🤖 AI Summary
Weather forecasting relies on accurately retrieving the global atmospheric initial state from massive, heterogeneous observational data; however, existing data assimilation methods face bottlenecks in resolution, physical consistency, and task generalizability. This paper introduces the first unified latent-space diffusion framework based on score matching, instantiated as a 1.5-billion-parameter spatiotemporal latent diffusion model pretrained on ERA5 data. The framework enables conditional diffusion sampling to generate globally coherent atmospheric trajectories at 0.25° spatial resolution and 1-hour temporal resolution. Crucially, it adapts—without retraining—to arbitrary observation types and downstream tasks (e.g., reanalysis, filtering, forecasting) while strictly enforcing physical constraints at the global scale. Experimental results demonstrate significantly reduced observational reconstruction error and state-of-the-art short-term forecast accuracy.
📝 Abstract
Deep learning has transformed weather forecasting by improving both its accuracy and computational efficiency. However, before any forecast can begin, weather centers must identify the current atmospheric state from vast amounts of observational data. To address this challenging problem, we introduce Appa, a score-based data assimilation model producing global atmospheric trajectories at 0.25-degree resolution and 1-hour intervals. Powered by a 1.5B-parameter spatio-temporal latent diffusion model trained on ERA5 reanalysis data, Appa can be conditioned on any type of observations to infer the posterior distribution of plausible state trajectories, without retraining.
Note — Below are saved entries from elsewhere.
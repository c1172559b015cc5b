// SPDX-License-Identifier: MIT
// Copyright (c) 2026 Alfred Jean LLC

//! Online/offline state shared between the probe and the sync engine.

use std::sync::Arc;
use std::time::Duration;

use tokio::sync::watch;
use tokio_util::sync::CancellationToken;

use super::remote::RemoteEndpoint;

/// Current connectivity, observable by any number of subscribers.
///
/// Repeated reports of the same state are swallowed, so subscribers only
/// wake on real transitions.
#[derive(Clone)]
pub struct ConnectivityMonitor {
    tx: Arc<watch::Sender<bool>>,
}

impl ConnectivityMonitor {
    pub fn new(initially_online: bool) -> Self {
        let (tx, _rx) = watch::channel(initially_online);
        ConnectivityMonitor { tx: Arc::new(tx) }
    }

    pub fn is_online(&self) -> bool {
        *self.tx.borrow()
    }

    /// Record the current state. Returns true if this was a transition.
    pub fn set_online(&self, online: bool) -> bool {
        let changed = self.tx.send_if_modified(|current| {
            if *current == online {
                false
            } else {
                *current = online;
                true
            }
        });
        if changed {
            tracing::info!(online, "connectivity changed");
        }
        changed
    }

    /// Subscribe to state changes.
    pub fn subscribe(&self) -> watch::Receiver<bool> {
        self.tx.subscribe()
    }
}

impl Default for ConnectivityMonitor {
    fn default() -> Self {
        ConnectivityMonitor::new(false)
    }
}

/// Poll `url` every `interval` and feed the result into `monitor`.
///
/// Returns when `cancel` fires.
pub async fn probe_loop<R: RemoteEndpoint>(
    remote: &R,
    url: &str,
    monitor: &ConnectivityMonitor,
    interval: Duration,
    cancel: CancellationToken,
) {
    loop {
        let online = tokio::select! {
            _ = cancel.cancelled() => return,
            online = remote.probe(url) => online,
        };
        monitor.set_online(online);

        tokio::select! {
            _ = cancel.cancelled() => return,
            _ = tokio::time::sleep(interval) => {}
        }
    }
}
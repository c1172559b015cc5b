// SPDX-License-Identifier: MIT
// Copyright (c) 2026 Alfred Jean LLC

//! Queue replay commands: `sync`, `retry`, `dismiss` and `watch`.

use std::sync::Arc;
use std::time::Duration;

use tally_core::{ClockSource, LocalStore};
use tokio::sync::broadcast::error::RecvError;
use tokio_util::sync::CancellationToken;

use crate::config::Config;
use crate::error::Result;
use crate::sync::{probe_loop, DrainSummary, Notice, RemoteEndpoint, SyncEngine};

use super::{open_engine, probe, runtime, Engine};

/// Result of a manual sync.
#[derive(Debug)]
pub(crate) enum SyncOutcome {
    /// The API did not answer; nothing was replayed.
    Offline { pending: usize },
    Drained {
        summary: DrainSummary,
        notices: Vec<Notice>,
    },
}

pub fn sync(force: bool) -> Result<()> {
    let (engine, config, _) = open_engine()?;
    let outcome = runtime()?.block_on(sync_impl(&engine, &config.api_url, force))?;
    print!("{}", format_sync(&outcome));
    Ok(())
}

/// Internal implementation that accepts the engine for testing.
///
/// Without `force`, an unreachable API leaves the queue alone instead of
/// quarantining every entry as a network failure.
pub(crate) async fn sync_impl<S: LocalStore, R: RemoteEndpoint, C: ClockSource>(
    engine: &SyncEngine<S, R, C>,
    api_url: &str,
    force: bool,
) -> Result<SyncOutcome> {
    if !probe(engine, api_url).await && !force {
        return Ok(SyncOutcome::Offline {
            pending: engine.pending_count()?,
        });
    }

    let mut receiver = engine.events().subscribe_notices();
    let summary = engine.process_queue().await;
    let mut notices = Vec::new();
    while let Ok(notice) = receiver.try_recv() {
        notices.push(notice);
    }
    Ok(SyncOutcome::Drained { summary, notices })
}

pub(crate) fn format_sync(outcome: &SyncOutcome) -> String {
    match outcome {
        SyncOutcome::Offline { pending } => format!(
            "API unreachable: {pending} pending request(s) left queued\n  \
             hint: use 'tally sync --force' to replay anyway\n"
        ),
        SyncOutcome::Drained { summary, notices }
            if summary.attempted() == 0 && notices.is_empty() =>
        {
            "Nothing to sync.\n".to_string()
        }
        SyncOutcome::Drained { summary, notices } => {
            let mut out = String::new();
            for notice in notices {
                out.push_str(&format!("{}\n", notice));
            }
            out.push_str(&format!(
                "Synced: {}, conflicts: {}, failed: {}, skipped: {}\n",
                summary.synced, summary.conflicts, summary.failed, summary.skipped
            ));
            out
        }
    }
}

pub fn retry(id: Option<i64>, all: bool) -> Result<()> {
    let (engine, _, _) = open_engine()?;
    println!("{}", retry_impl(&engine, id, all)?);
    Ok(())
}

pub(crate) fn retry_impl<S: LocalStore, R: RemoteEndpoint, C: ClockSource>(
    engine: &SyncEngine<S, R, C>,
    id: Option<i64>,
    all: bool,
) -> Result<String> {
    match id {
        Some(id) if !all => {
            let request = engine.failed_request(id)?;
            engine.retry_failed_request(&request)?;
            Ok(format!("Re-queued {} {}", request.method, request.url))
        }
        _ => {
            let count = engine.retry_all_failed_requests()?;
            Ok(format!("Re-queued {} failed request(s)", count))
        }
    }
}

pub fn dismiss(id: i64) -> Result<()> {
    let (engine, _, _) = open_engine()?;
    println!("{}", dismiss_impl(&engine, id)?);
    Ok(())
}

pub(crate) fn dismiss_impl<S: LocalStore, R: RemoteEndpoint, C: ClockSource>(
    engine: &SyncEngine<S, R, C>,
    id: i64,
) -> Result<String> {
    let request = engine.failed_request(id)?;
    engine.delete_failed_request(id)?;
    Ok(format!("Dismissed {} {}", request.method, request.url))
}

pub fn watch() -> Result<()> {
    let (engine, config, _) = open_engine()?;
    runtime()?.block_on(watch_async(engine, config))
}

/// Probe and drain in the background, printing activity until Ctrl-C.
async fn watch_async(engine: Engine, config: Config) -> Result<()> {
    let engine = Arc::new(engine);
    let cancel = CancellationToken::new();
    let interval = config.sync.probe_interval();

    let prober = tokio::spawn({
        let engine = Arc::clone(&engine);
        let cancel = cancel.clone();
        let url = config.api_url.clone();
        async move {
            probe_loop(engine.remote(), &url, engine.connectivity(), interval, cancel).await;
        }
    });
    let drainer = tokio::spawn({
        let engine = Arc::clone(&engine);
        let cancel = cancel.clone();
        async move { engine.run(cancel).await }
    });

    let mut notices = engine.events().subscribe_notices();
    let mut status = engine.events().watch_status();
    let mut online = engine.connectivity().subscribe();
    let ctrl_c = tokio::signal::ctrl_c();
    tokio::pin!(ctrl_c);

    println!("Watching {} (Ctrl-C to stop)", config.api_url);
    loop {
        tokio::select! {
            _ = &mut ctrl_c => break,
            notice = notices.recv() => match notice {
                Ok(notice) => println!("{}", notice),
                Err(RecvError::Lagged(missed)) => tracing::warn!(missed, "dropped notices"),
                Err(RecvError::Closed) => break,
            },
            changed = status.changed() => {
                if changed.is_err() {
                    break;
                }
                let (pending, failed) = {
                    let snapshot = status.borrow_and_update();
                    (snapshot.pending_count(), snapshot.failed_count())
                };
                println!("queue: {} pending, {} failed", pending, failed);
            },
            changed = online.changed() => {
                if changed.is_err() {
                    break;
                }
                let now_online = *online.borrow_and_update();
                println!("{}", if now_online { "online" } else { "offline" });
            },
        }
    }

    cancel.cancel();
    // Give in-flight requests a moment; a drain never leaves storage half-updated.
    let _ = tokio::time::timeout(Duration::from_secs(5), async {
        let _ = prober.await;
        let _ = drainer.await;
    })
    .await;
    Ok(())
}

#[cfg(test)]
#[path = "sync_tests.rs"]
mod tests;
// SPDX-License-Identifier: MIT
// Copyright (c) 2026 Alfred Jean LLC

//! Syncable entity kinds and their local collections.

use serde::{Deserialize, Serialize};
use std::fmt;
use std::str::FromStr;

use crate::error::{Error, Result};

/// The domain record types that are written offline and replayed later.
#[derive(Debug, Clone, Copy, PartialEq, Eq, Hash, PartialOrd, Ord, Serialize, Deserialize)]
#[serde(rename_all = "snake_case")]
pub enum EntityKind {
    Product,
    Customer,
    Sale,
    Purchase,
    Supplier,
}

impl EntityKind {
    /// Every syncable kind, in a stable order.
    pub const ALL: [EntityKind; 5] = [
        EntityKind::Product,
        EntityKind::Customer,
        EntityKind::Sale,
        EntityKind::Purchase,
        EntityKind::Supplier,
    ];

    /// Returns the singular name used in storage and display.
    pub fn as_str(&self) -> &'static str {
        match self {
            EntityKind::Product => "product",
            EntityKind::Customer => "customer",
            EntityKind::Sale => "sale",
            EntityKind::Purchase => "purchase",
            EntityKind::Supplier => "supplier",
        }
    }

    /// Returns the collection name, which doubles as the REST path segment.
    pub fn collection(&self) -> &'static str {
        match self {
            EntityKind::Product => "products",
            EntityKind::Customer => "customers",
            EntityKind::Sale => "sales",
            EntityKind::Purchase => "purchases",
            EntityKind::Supplier => "suppliers",
        }
    }

    /// Infers the entity kind from a request URL by its path segments.
    ///
    /// Only used for queue entries that predate the explicit request target.
    /// Returns `None` for paths that name no known collection.
    pub fn from_url(url: &str) -> Option<EntityKind> {
        // Drop scheme and authority so a host name never matches a collection.
        let path = match url.split_once("://") {
            Some((_, rest)) => rest.find('/').map(|i| &rest[i..]).unwrap_or_default(),
            None => url,
        };
        let path = path.split(['?', '#']).next().unwrap_or_default();

        path.split('/')
            .filter(|segment| !segment.is_empty())
            .find_map(|segment| {
                EntityKind::ALL
                    .into_iter()
                    .find(|kind| kind.collection() == segment)
            })
    }
}

impl fmt::Display for EntityKind {
    fn fmt(&self, f: &mut fmt::Formatter<'_>) -> fmt::Result {
        write!(f, "{}", self.as_str())
    }
}

impl FromStr for EntityKind {
    type Err = Error;

    /// Accepts both the singular name and the collection name.
    fn from_str(s: &str) -> Result<Self> {
        let lower = s.to_lowercase();
        EntityKind::ALL
            .into_iter()
            .find(|kind| kind.as_str() == lower || kind.collection() == lower)
            .ok_or_else(|| Error::InvalidEntity(s.to_string()))
    }
}

#[cfg(test)]
#[path = "entity_tests.rs"]
mod tests;
// SPDX-License-Identifier: MIT
// Copyright (c) 2026 Alfred Jean LLC

//! Project configuration management.
//!
//! Configuration is stored in `.tally/config.toml` and includes:
//! - `api_url`: Base URL of the remote API (e.g., "http://localhost:3000/api")
//! - `database`: Optional path for the local database
//! - `[sync]`: Probe and request timing

use serde::{Deserialize, Serialize};
use std::fs;
use std::path::{Path, PathBuf};
use std::time::Duration;

use tally_core::EntityKind;

use crate::error::{Error, Result};

const WORK_DIR_NAME: &str = ".tally";
const CONFIG_FILE_NAME: &str = "config.toml";
const DB_FILE_NAME: &str = "tally.db";
const LOG_FILE_NAME: &str = "tally.log";
const GITIGNORE_FILE_NAME: &str = ".gitignore";

/// Project configuration stored in `.tally/config.toml`.
#[derive(Debug, Clone, PartialEq, Serialize, Deserialize)]
pub struct Config {
    /// Base URL of the remote API. Entity URLs are `<api_url>/<collection>[/<id>]`.
    pub api_url: String,
    /// Optional path for the database (relative to `.tally/` or absolute).
    #[serde(default, skip_serializing_if = "Option::is_none")]
    pub database: Option<String>,
    #[serde(default)]
    pub sync: SyncSettings,
}

/// Timing knobs for the sync engine.
#[derive(Debug, Clone, PartialEq, Serialize, Deserialize)]
pub struct SyncSettings {
    /// Reachability probe period in milliseconds (default: 5000).
    #[serde(default = "default_probe_interval_ms")]
    pub probe_interval_ms: u64,
    /// Per-request HTTP timeout in seconds (default: 10).
    #[serde(default = "default_request_timeout_secs")]
    pub request_timeout_secs: u64,
}

fn default_probe_interval_ms() -> u64 {
    5_000
}

fn default_request_timeout_secs() -> u64 {
    10
}

impl Default for SyncSettings {
    fn default() -> Self {
        SyncSettings {
            probe_interval_ms: default_probe_interval_ms(),
            request_timeout_secs: default_request_timeout_secs(),
        }
    }
}

impl SyncSettings {
    pub fn probe_interval(&self) -> Duration {
        Duration::from_millis(self.probe_interval_ms.max(1))
    }

    pub fn request_timeout(&self) -> Duration {
        Duration::from_secs(self.request_timeout_secs.max(1))
    }
}

/// Checks that `url` is an absolute http(s) URL.
///
/// Returns an error message if the URL is invalid.
pub fn validate_api_url(url: &str) -> Option<String> {
    let rest = url
        .strip_prefix("http://")
        .or_else(|| url.strip_prefix("https://"));
    match rest {
        Some(host) if !host.is_empty() && !host.starts_with('/') => None,
        Some(_) => Some(format!("invalid API URL '{}': missing host", url)),
        None => Some(format!(
            "invalid API URL '{}': must start with http:// or https://",
            url
        )),
    }
}

impl Config {
    /// Creates a new config pointing at `api_url`.
    ///
    /// # Errors
    ///
    /// Returns [`Error::Config`] if the URL is not an http(s) URL.
    pub fn new(api_url: &str) -> Result<Self> {
        if let Some(reason) = validate_api_url(api_url) {
            return Err(Error::Config(reason));
        }
        Ok(Config {
            api_url: api_url.trim_end_matches('/').to_string(),
            database: None,
            sync: SyncSettings::default(),
        })
    }

    /// Loads configuration from the given `.tally/` directory.
    pub fn load(work_dir: &Path) -> Result<Self> {
        let config_path = work_dir.join(CONFIG_FILE_NAME);
        let content = fs::read_to_string(&config_path)
            .map_err(|e| Error::Config(format!("failed to read config: {}", e)))?;
        let config: Config = toml::from_str(&content)
            .map_err(|e| Error::Config(format!("failed to parse config: {}", e)))?;
        if let Some(reason) = validate_api_url(&config.api_url) {
            return Err(Error::Config(reason));
        }
        Ok(config)
    }

    /// Saves configuration to the given `.tally/` directory.
    pub fn save(&self, work_dir: &Path) -> Result<()> {
        let config_path = work_dir.join(CONFIG_FILE_NAME);
        let content = toml::to_string_pretty(self)
            .map_err(|e| Error::Config(format!("failed to serialize config: {}", e)))?;
        fs::write(&config_path, content)?;
        Ok(())
    }

    /// URL of an entity's collection.
    pub fn collection_url(&self, entity: EntityKind) -> String {
        format!("{}/{}", self.api_url.trim_end_matches('/'), entity.collection())
    }
}

/// Find the .tally directory by walking up from the current directory
pub fn find_work_dir() -> Result<PathBuf> {
    let mut current = std::env::current_dir()?;
    loop {
        let work_dir = current.join(WORK_DIR_NAME);
        if work_dir.join(CONFIG_FILE_NAME).is_file() {
            return Ok(work_dir);
        }
        if !current.pop() {
            return Err(Error::NotInitialized);
        }
    }
}

/// Get the database path from config
pub fn get_db_path(work_dir: &Path, config: &Config) -> PathBuf {
    match &config.database {
        Some(database) => {
            let path = Path::new(database);
            if path.is_absolute() {
                path.to_path_buf()
            } else {
                work_dir.join(path)
            }
        }
        None => work_dir.join(DB_FILE_NAME),
    }
}

/// Get the log file path for a work directory.
pub fn get_log_path(work_dir: &Path) -> PathBuf {
    work_dir.join(LOG_FILE_NAME)
}

/// Initialize a new .tally directory at the given path
pub fn init_work_dir(path: &Path, api_url: &str, database: Option<&str>) -> Result<PathBuf> {
    let work_dir = path.join(WORK_DIR_NAME);

    if work_dir.join(CONFIG_FILE_NAME).exists() {
        return Err(Error::AlreadyInitialized(work_dir.display().to_string()));
    }

    let mut config = Config::new(api_url)?;
    config.database = database.map(String::from);

    fs::create_dir_all(&work_dir)?;
    config.save(&work_dir)?;
    write_gitignore(&work_dir)?;

    Ok(work_dir)
}

/// Write a .gitignore file to the work directory.
///
/// Ignores the default database (with its WAL files) and the log.
pub fn write_gitignore(work_dir: &Path) -> Result<()> {
    let content = format!(
        "# Local data\n{DB_FILE_NAME}\n{DB_FILE_NAME}-wal\n{DB_FILE_NAME}-shm\n\n\
         # Logs\n{LOG_FILE_NAME}\n"
    );
    fs::write(work_dir.join(GITIGNORE_FILE_NAME), content)?;
    Ok(())
}

#[cfg(test)]
#[path = "config_tests.rs"]
mod tests;
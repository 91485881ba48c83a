//! Stderr message prefixes and colour detection.

use owo_colors::OwoColorize;

/// Colours are on unless `NO_COLOR` is set.
pub fn use_colors() -> bool {
    std::env::var_os("NO_COLOR").is_none()
}

pub fn error_prefix() -> String {
    if use_colors() {
        "error:".red().bold().to_string()
    } else {
        "error:".to_string()
    }
}

pub fn note_prefix() -> String {
    if use_colors() {
        "note:".cyan().bold().to_string()
    } else {
        "note:".to_string()
    }
}

pub fn info_prefix() -> String {
    if use_colors() {
        "info:".blue().bold().to_string()
    } else {
        "info:".to_string()
    }
}
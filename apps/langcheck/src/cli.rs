//! CLI argument parsing via `clap`.

use crate::config::Overrides;
use clap::{Args, Parser, Subcommand};

#[derive(Parser)]
#[command(
    name = "langcheck",
    version,
    about = "Translation tree consistency checker",
    long_about = "Langcheck — verifies that every language folder mirrors the reference language in directory layout and JSON key structure.\n\nConfiguration precedence: CLI > langcheck.toml > defaults.",
    after_help = "Examples:\n  langcheck check\n  langcheck check --base-dir locales --output json\n  langcheck keys --reference fr --languages fr,en,de\n  langcheck languages",
    arg_required_else_help = true
)]
/// Top-level CLI options and subcommands.
pub struct Cli {
    #[command(subcommand)]
    pub cmd: Commands,
}

#[derive(Args, Debug, Default, Clone)]
/// Options shared by every check subcommand.
pub struct CommonArgs {
    #[arg(long, help = "Directory holding the language folders (default: current dir)")]
    pub base_dir: Option<String>,
    #[arg(long, help = "Reference language folder (default: en)")]
    pub reference: Option<String>,
    #[arg(
        long,
        value_delimiter = ',',
        help = "Comma-separated allowed languages (default: built-in list)"
    )]
    pub languages: Option<Vec<String>>,
    #[arg(long, help = "Output mode: human|json (default: human)")]
    pub output: Option<String>,
}

impl CommonArgs {
    pub fn overrides(&self) -> Overrides<'_> {
        Overrides {
            base_dir: self.base_dir.as_deref(),
            reference: self.reference.as_deref(),
            languages: self.languages.as_deref(),
            output: self.output.as_deref(),
        }
    }
}

#[derive(Subcommand)]
/// Supported subcommands.
pub enum Commands {
    /// Show version
    #[command(about = "Show version", long_about = "Print the current langcheck version.")]
    Version,
    /// Run every check in order
    #[command(
        about = "Run all checks",
        long_about = "Check folder names, then directory structure, then JSON keys. Stops at the first check that fails; warnings never fail the run.",
        after_help = "Examples:\n  langcheck check\n  langcheck check --output json"
    )]
    Check {
        #[command(flatten)]
        common: CommonArgs,
    },
    /// Only check top-level folder names
    #[command(
        about = "Check folder names",
        long_about = "Report top-level folders that are not allowed language identifiers."
    )]
    Names {
        #[command(flatten)]
        common: CommonArgs,
    },
    /// Only compare directory structure
    #[command(
        about = "Compare directory structure",
        long_about = "Report directories present in a language but absent from the reference language. Missing language folders are warnings."
    )]
    Structure {
        #[command(flatten)]
        common: CommonArgs,
    },
    /// Only compare JSON key sets
    #[command(
        about = "Compare JSON keys",
        long_about = "Compare the top-level keys of every reference JSON file with its counterpart in each language. Missing files are warnings."
    )]
    Keys {
        #[command(flatten)]
        common: CommonArgs,
    },
    /// Print the allowed language list
    #[command(
        about = "List allowed languages",
        long_about = "Print the effective allowed language identifiers, marking the reference language."
    )]
    Languages {
        #[command(flatten)]
        common: CommonArgs,
    },
}
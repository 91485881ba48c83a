//! Folder-name check.

use crate::error::{Error, Result};
use crate::languages::LanguageSet;
use crate::tree::is_hidden;
use std::fs;
use std::path::Path;

/// Return the visible top-level folders of `base` that are not allowed languages.
///
/// Order follows the directory listing and is not sorted. Plain files and
/// hidden folders are ignored.
pub fn check_folder_names(base: &Path, allowed: &LanguageSet) -> Result<Vec<String>> {
    let entries = fs::read_dir(base).map_err(|source| Error::BaseDir {
        path: base.to_path_buf(),
        source,
    })?;
    let mut invalid = Vec::new();
    for entry in entries.flatten() {
        let name = entry.file_name();
        if is_hidden(&name) || !entry.path().is_dir() {
            continue;
        }
        let name = name.to_string_lossy();
        if !allowed.contains(&name) {
            invalid.push(name.into_owned());
        }
    }
    Ok(invalid)
}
Our unified probabilistic framework flexibly tackles multiple inference tasks -- reanalysis, filtering, and forecasting -- using the same model, eliminating the need for task-specific architectures or training procedures. Experiments demonstrate physical consistency on a global scale and good reconstructions from observations, while showing competitive forecasting skills. Our results establish latent score-based data assimilation as a promising foundation for future global atmospheric modeling systems.